Com a fama do rinoceronte, os cariocas passaram a tentar “repatriar” o Cacareco a qualquer custo e essa disputa interestadual virou tema de discussão nacional.
O bicho ficou em São Paulo e, como se aproximava a eleição municipal, alguém teve a ideia de lançar a candidatura do Cacareco para vereador. Descrentes da classe política, os paulistanos votaram em massa no animal, que foi “eleito” vereador com mais de 100 mil votos. Sozinho, o Cacareco conseguiu uma votação maior que a do partido mais importante da época na cidade, o PSP de Ademar de Barros.

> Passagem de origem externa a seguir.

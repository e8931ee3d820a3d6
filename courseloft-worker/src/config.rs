/// Worker configuration
///
/// # Environment Variables
///
/// - `DATABASE_URL`: PostgreSQL connection string (required)
/// - `DATABASE_MAX_CONNECTIONS`: pool size (default: 5)
/// - `PUBLISH_TICK_INTERVAL_SECS`: fixed tick interval; unset means once
///   daily at 00:00 UTC
/// - `RUST_LOG`: log filter (default: info)
use std::env;
use std::time::Duration;

/// Worker configuration loaded from the environment
#[derive(Debug, Clone)]
pub struct WorkerConfig {
    /// PostgreSQL connection URL
    pub database_url: String,

    /// Connection pool size
    pub max_connections: u32,

    /// Fixed tick interval; `None` means daily at midnight UTC
    pub tick_interval: Option<Duration>,
}

impl WorkerConfig {
    /// Loads configuration from environment variables
    ///
    /// # Errors
    ///
    /// Returns an error if `DATABASE_URL` is missing or a numeric variable
    /// fails to parse.
    pub fn from_env() -> anyhow::Result<Self> {
        // .env support for development
        dotenvy::dotenv().ok();

        let database_url = env::var("DATABASE_URL")
            .map_err(|_| anyhow::anyhow!("DATABASE_URL environment variable is required"))?;

        let max_connections = env::var("DATABASE_MAX_CONNECTIONS")
            .unwrap_or_else(|_| "5".to_string())
            .parse::<u32>()?;

        let tick_interval = match env::var("PUBLISH_TICK_INTERVAL_SECS") {
            Ok(value) => Some(Duration::from_secs(value.parse::<u64>()?)),
            Err(_) => None,
        };

        Ok(Self {
            database_url,
            max_connections,
            tick_interval,
        })
    }
}
//! # Courseloft Publication Worker
//!
//! Background worker that flips pending course content to published once
//! its release date arrives. The scheduler is the only mutator of content
//! status after creation; the transition is one-way.

pub mod config;
pub mod publisher;
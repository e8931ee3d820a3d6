/// Database connection pool management
///
/// # Example
///
/// ```no_run
/// use courseloft_shared::db::pool::{create_pool, DatabaseConfig};
///
/// # async fn example() -> Result<(), sqlx::Error> {
/// let config = DatabaseConfig {
///     url: std::env::var("DATABASE_URL").unwrap_or_default(),
///     ..Default::default()
/// };
/// let pool = create_pool(config).await?;
/// # Ok(())
/// # }
/// ```
use sqlx::postgres::{PgPool, PgPoolOptions};
use std::time::Duration;
use tracing::info;

/// Configuration for the database connection pool
///
/// All timeouts are in seconds for ease of configuration from environment
/// variables.
#[derive(Debug, Clone)]
pub struct DatabaseConfig {
    /// PostgreSQL connection URL
    pub url: String,

    /// Maximum number of connections in the pool
    pub max_connections: u32,

    /// Minimum number of idle connections to keep warm
    pub min_connections: u32,

    /// Timeout for acquiring a connection from the pool (seconds)
    pub connect_timeout_seconds: u64,

    /// How long a connection may sit idle before being closed (seconds)
    pub idle_timeout_seconds: Option<u64>,

    /// Maximum lifetime of a connection before recycling (seconds)
    pub max_lifetime_seconds: Option<u64>,

    /// Test connections before handing them out
    pub test_before_acquire: bool,
}

impl Default for DatabaseConfig {
    fn default() -> Self {
        Self {
            url: String::new(),
            max_connections: 10,
            min_connections: 2,
            connect_timeout_seconds: 30,
            idle_timeout_seconds: Some(600),
            max_lifetime_seconds: Some(1800),
            test_before_acquire: true,
        }
    }
}

/// Creates a PostgreSQL connection pool and verifies connectivity
///
/// # Errors
///
/// Returns an error if the URL is invalid, the database is unreachable, or
/// the health check query fails.
pub async fn create_pool(config: DatabaseConfig) -> Result<PgPool, sqlx::Error> {
    info!(
        max_connections = config.max_connections,
        min_connections = config.min_connections,
        "creating database connection pool"
    );

    let mut options = PgPoolOptions::new()
        .max_connections(config.max_connections)
        .min_connections(config.min_connections)
        .acquire_timeout(Duration::from_secs(config.connect_timeout_seconds))
        .test_before_acquire(config.test_before_acquire);

    if let Some(idle) = config.idle_timeout_seconds {
        options = options.idle_timeout(Duration::from_secs(idle));
    }
    if let Some(lifetime) = config.max_lifetime_seconds {
        options = options.max_lifetime(Duration::from_secs(lifetime));
    }

    let pool = options.connect(&config.url).await?;

    // Health check before the pool is handed to the application
    sqlx::query("SELECT 1").execute(&pool).await?;
    info!("database connection pool ready");

    Ok(pool)
}
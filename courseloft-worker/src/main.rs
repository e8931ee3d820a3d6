//! # Courseloft Worker
//!
//! Timer-driven publication worker. Once per day (or at a fixed interval
//! when `PUBLISH_TICK_INTERVAL_SECS` is set) it re-evaluates pending
//! course content and publishes every item whose release date has arrived.
//!
//! ## Usage
//!
//! ```bash
//! cargo run -p courseloft-worker
//! ```

use courseloft_shared::db::{self, DatabaseConfig};
use courseloft_shared::store::Stores;
use courseloft_worker::config::WorkerConfig;
use courseloft_worker::publisher::{PublicationScheduler, SchedulerConfig};
use tracing_subscriber::{layer::SubscriberExt, util::SubscriberInitExt};

#[tokio::main]
async fn main() -> anyhow::Result<()> {
    tracing_subscriber::registry()
        .with(
            tracing_subscriber::EnvFilter::try_from_default_env()
                .unwrap_or_else(|_| "courseloft_worker=info,courseloft_shared=info".into()),
        )
        .with(tracing_subscriber::fmt::layer())
        .init();

    tracing::info!("Courseloft worker v{} starting", env!("CARGO_PKG_VERSION"));

    let config = WorkerConfig::from_env()?;

    let pool = db::create_pool(DatabaseConfig {
        url: config.database_url.clone(),
        max_connections: config.max_connections,
        ..Default::default()
    })
    .await?;
    db::run_migrations(&pool).await?;

    let stores = Stores::postgres(pool);
    let scheduler = PublicationScheduler::new(
        stores.content,
        SchedulerConfig {
            tick_interval: config.tick_interval,
        },
    );

    let shutdown = scheduler.shutdown_token();
    tokio::spawn(async move {
        if tokio::signal::ctrl_c().await.is_ok() {
            tracing::info!("shutdown signal received");
            shutdown.cancel();
        }
    });

    scheduler.run().await;
    Ok(())
}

Aquilo foi uma eleição de deboche, fruto da descrença dos eleitores da época com as instituição políticas.
Cacarecos, porém, não são solução para problemas políticos. O que se pretende com a manifestação prevista para 15 de março é algo parecido com o que se fez, sem redes sociais, com o Cacareco 60 anos atrás. O deboche não resolveu os problemas de São Paulo.
Esculhambar o Congresso e o Supremo Tribunal Federal, como se pretende no protesto, é um caminho perigoso, principalmente no momento em que o país mais precisa de coalizão política para enfrentar uma megacrise global. “Em tempos de crise dos políticos, com denúncias e descrédito geral, a tentação de reduzir o espaço da política torna-se sedutora”, observou o professor Fernando Luiz Abrucio, em artigo há mais de três anos, no Valor. É a pecha que se está tentando colocar agora no Congresso. O presidente da República não tem partido, não dialoga com políticos, não entrega o crescimento prometido da economia e do emprego e tenta buscar sua sustentação no ruído das ruas. Trata-se de uma temerária incitação ao confronto e de uma antipolítica que pode ser desastrosa.